Instead it becomes a litany of self-flagellation worthy of any puritanical religion dead set on purging its followers of the Deadly Sin of Pride. “You suck as a dad!” “Why didn’t you finish writing that short story you’ve been working on for months?” “You totally screwed up your savings strategy this year, idiot!” “Your habits really suck, ya know that!?” “Hang that painting FFS!?” I’m sitting here, trying to figure out why I do this. If I tried, I’m pretty sure I could come up with some achievements (insignificant as they might be) if I gave it enough thought.

For instance, I have survived another year as a consultant. Barely. This seems like quite a feat when I consider how scared I was to resign from an extremely well paid job more than two years ago with not a single client. I successfully completed a database design project which would normally have required the combined efforts of at least two or three developers. I have established a reputation as a developer who delivers high quality work on time every time. I am in a successful, loving relationship with a beautiful woman who understands me better than anyone ever has. My relationship with my daughter is stronger than ever despite some rocky experiences over the past months. I have good friends, people whom I treasure and who [hopefully] treasures me.

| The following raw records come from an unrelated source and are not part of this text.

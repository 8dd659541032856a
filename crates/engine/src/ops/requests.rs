use chrono::Utc;
use sea_orm::{
    DatabaseTransaction, DbErr, PaginatorTrait, QueryFilter, SqlErr, TransactionTrait, prelude::*,
};
use uuid::Uuid;

use crate::{
    ChangeKind, ChangeRequest, ChangeStatus, CreateRequestCmd, EngineError, MoneyCents,
    Proposal, ResultEngine, debt_transactions,
    notify::{Notification, NotificationKind, NotificationPayload},
    util::normalize_optional_text,
};

use super::{Engine, access::require_party, with_tx};

impl Engine {
    /// Open a change request on a debt.
    ///
    /// The requester's own approval flag starts set. The counterparty is
    /// notified once the request is committed.
    pub async fn create_request(&self, cmd: CreateRequestCmd) -> ResultEngine<ChangeRequest> {
        let reason = normalize_optional_text(cmd.reason.as_deref());
        let created_at = Utc::now();

        let (request, debt, party) = with_tx!(self, |db_tx| {
            let debt = self.require_debt(&db_tx, cmd.debt_id).await?;
            let party = require_party(&cmd.requester_id, &debt)?;
            let proposal = validate_proposal(
                cmd.kind,
                cmd.proposed_amount,
                cmd.proposed_description.as_deref(),
            )?;
            self.ensure_no_pending(&db_tx, debt.id).await?;

            let request = ChangeRequest::new(
                debt.id,
                cmd.kind,
                cmd.requester_id.clone(),
                party,
                proposal,
                reason,
                created_at,
            );
            debt_transactions::ActiveModel::from(&request)
                .insert(&db_tx)
                .await
                .map_err(map_pending_conflict)?;
            Ok((request, debt, party))
        })?;

        tracing::info!(
            request_id = %request.id,
            debt_id = %debt.id,
            kind = request.kind.as_str(),
            requester = %request.requester_id,
            "change request opened"
        );
        self.notify(Notification {
            kind: NotificationKind::RequestCreated,
            recipient: debt.user_of(party.counterpart()).to_string(),
            payload: NotificationPayload::describe(&request, &debt, &request.requester_id),
        });
        Ok(request)
    }

    async fn ensure_no_pending(&self, db: &DatabaseTransaction, debt_id: Uuid) -> ResultEngine<()> {
        let pending = debt_transactions::Entity::find()
            .filter(debt_transactions::Column::DebtId.eq(debt_id.to_string()))
            .filter(debt_transactions::Column::Status.eq(ChangeStatus::Pending.as_str()))
            .count(db)
            .await?;
        if pending > 0 {
            return Err(pending_conflict());
        }
        Ok(())
    }
}

/// Check the proposed values against `kind`.
///
/// `modify` needs at least one proposed field and a positive amount. The
/// description is trimmed but kept when empty, which clears it on apply.
/// Other kinds carry no proposal.
fn validate_proposal(
    kind: ChangeKind,
    amount: Option<MoneyCents>,
    description: Option<&str>,
) -> ResultEngine<Proposal> {
    if kind != ChangeKind::Modify {
        return Ok(Proposal::default());
    }
    if amount.is_none() && description.is_none() {
        return Err(EngineError::InvalidRequest(
            "modify requires a new amount or description".to_string(),
        ));
    }
    if let Some(amount) = amount
        && !amount.is_positive()
    {
        return Err(EngineError::InvalidRequest(
            "proposed amount must be > 0".to_string(),
        ));
    }
    Ok(Proposal {
        amount,
        description: description.map(|d| d.trim().to_string()),
    })
}

fn pending_conflict() -> EngineError {
    EngineError::Conflict("debt already has a pending transaction".to_string())
}

/// A concurrent insert that lost the race hits the partial unique index.
fn map_pending_conflict(err: DbErr) -> EngineError {
    match err.sql_err() {
        Some(SqlErr::UniqueConstraintViolation(_)) => pending_conflict(),
        _ => EngineError::Database(err),
    }
}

All good things. Yet, this kind of self-examination inevitably becomes self-critical to the extreme and focuses on my failures. I have to marvel at how ingrained this self loathing is. I hear it in my internal dialogue on a daily basis. I feel it in the discomfort that envelops me when anyone gives me a sincere compliment. I see it in the way I downplay my career achievements on my CV. From what I see in the people around me, I am not the only one to do this. But why would we!?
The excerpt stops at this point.